= Beginning of Section =

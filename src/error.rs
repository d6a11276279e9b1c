//! Error types for the mail relay.

/// Top-level error type.
#[derive(Debug, thiserror::Error)]
pub enum Error {
    #[error("Configuration error: {0}")]
    Config(#[from] ConfigError),

    #[error("Channel error: {0}")]
    Channel(#[from] ChannelError),
}

/// Configuration-related errors. All of these are fatal at startup.
#[derive(Debug, thiserror::Error)]
pub enum ConfigError {
    #[error("Missing required environment variable: {0}")]
    MissingEnvVar(String),

    #[error("Missing required configuration: {key}. {hint}")]
    MissingRequired { key: String, hint: String },

    #[error("Invalid configuration value for {key}: {message}")]
    InvalidValue { key: String, message: String },

    #[error("Rule #{index} has an invalid pattern: {reason}")]
    InvalidPattern { index: usize, reason: String },

    #[error("Rule #{index} has invalid flags \"{flags}\": {reason}")]
    InvalidFlags {
        index: usize,
        flags: String,
        reason: String,
    },

    #[error("Failed to parse configuration: {0}")]
    ParseError(String),

    #[error("IO error: {0}")]
    Io(#[from] std::io::Error),
}

/// Delivery errors. Never propagated: logged and collected in the
/// dispatch report while the remaining rules and destinations carry on.
#[derive(Debug, Clone, thiserror::Error)]
pub enum DispatchError {
    #[error("No bot found for {platform}/{self_id}, available: [{}]", .available.join(", "))]
    BotUnavailable {
        platform: String,
        self_id: String,
        available: Vec<String>,
    },

    #[error("Failed to send to {destination}: {reason}")]
    SendFailed { destination: String, reason: String },
}

/// Channel-related errors.
#[derive(Debug, thiserror::Error)]
pub enum ChannelError {
    #[error("Channel {name} failed to start: {reason}")]
    StartupFailed { name: String, reason: String },

    #[error("Failed to send response on channel {name}: {reason}")]
    SendFailed { name: String, reason: String },

    #[error("No channel named {0}")]
    NotFound(String),

    #[error("HTTP error: {0}")]
    Http(String),

    #[error("Channel health check failed: {name}")]
    HealthCheckFailed { name: String },
}

/// Result type alias for the relay.
pub type Result<T> = std::result::Result<T, Error>;

#[cfg(test)]
mod tests {
    use super::*;

    #[test]
    fn bot_unavailable_lists_available_bots() {
        let err = DispatchError::BotUnavailable {
            platform: "telegram".into(),
            self_id: "relay".into(),
            available: vec!["onebot,10001".into(), "telegram,other".into()],
        };
        assert_eq!(
            err.to_string(),
            "No bot found for telegram/relay, available: [onebot,10001, telegram,other]"
        );
    }

    #[test]
    fn config_error_converts_into_top_level() {
        let err: Error = ConfigError::MissingEnvVar("TOKEN".into()).into();
        assert!(matches!(err, Error::Config(ConfigError::MissingEnvVar(_))));
        assert!(err.to_string().contains("TOKEN"));
    }
}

= End of Section =

Each line from the start of the listing above through the line containing "to send response" must be reproduced exactly. Leave out the rest.

filename src/error.rs
repository d6a11276279e9b1c
//! Error types for the mail relay.

/// Top-level error type.
#[derive(Debug, thiserror::Error)]
pub enum Error {
    #[error("Configuration error: {0}")]
    Config(#[from] ConfigError),

    #[error("Channel error: {0}")]
    Channel(#[from] ChannelError),
}

/// Configuration-related errors. All of these are fatal at startup.
#[derive(Debug, thiserror::Error)]
pub enum ConfigError {
    #[error("Missing required environment variable: {0}")]
    MissingEnvVar(String),

    #[error("Missing required configuration: {key}. {hint}")]
    MissingRequired { key: String, hint: String },

    #[error("Invalid configuration value for {key}: {message}")]
    InvalidValue { key: String, message: String },

    #[error("Rule #{index} has an invalid pattern: {reason}")]
    InvalidPattern { index: usize, reason: String },

    #[error("Rule #{index} has invalid flags \"{flags}\": {reason}")]
    InvalidFlags {
        index: usize,
        flags: String,
        reason: String,
    },

    #[error("Failed to parse configuration: {0}")]
    ParseError(String),

    #[error("IO error: {0}")]
    Io(#[from] std::io::Error),
}

/// Delivery errors. Never propagated: logged and collected in the
/// dispatch report while the remaining rules and destinations carry on.
#[derive(Debug, Clone, thiserror::Error)]
pub enum DispatchError {
    #[error("No bot found for {platform}/{self_id}, available: [{}]", .available.join(", "))]
    BotUnavailable {
        platform: String,
        self_id: String,
        available: Vec<String>,
    },

    #[error("Failed to send to {destination}: {reason}")]
    SendFailed { destination: String, reason: String },
}

/// Channel-related errors.
#[derive(Debug, thiserror::Error)]
pub enum ChannelError {
    #[error("Channel {name} failed to start: {reason}")]
    StartupFailed { name: String, reason: String },

    #[error("Failed to send response on channel {name}: {reason}")]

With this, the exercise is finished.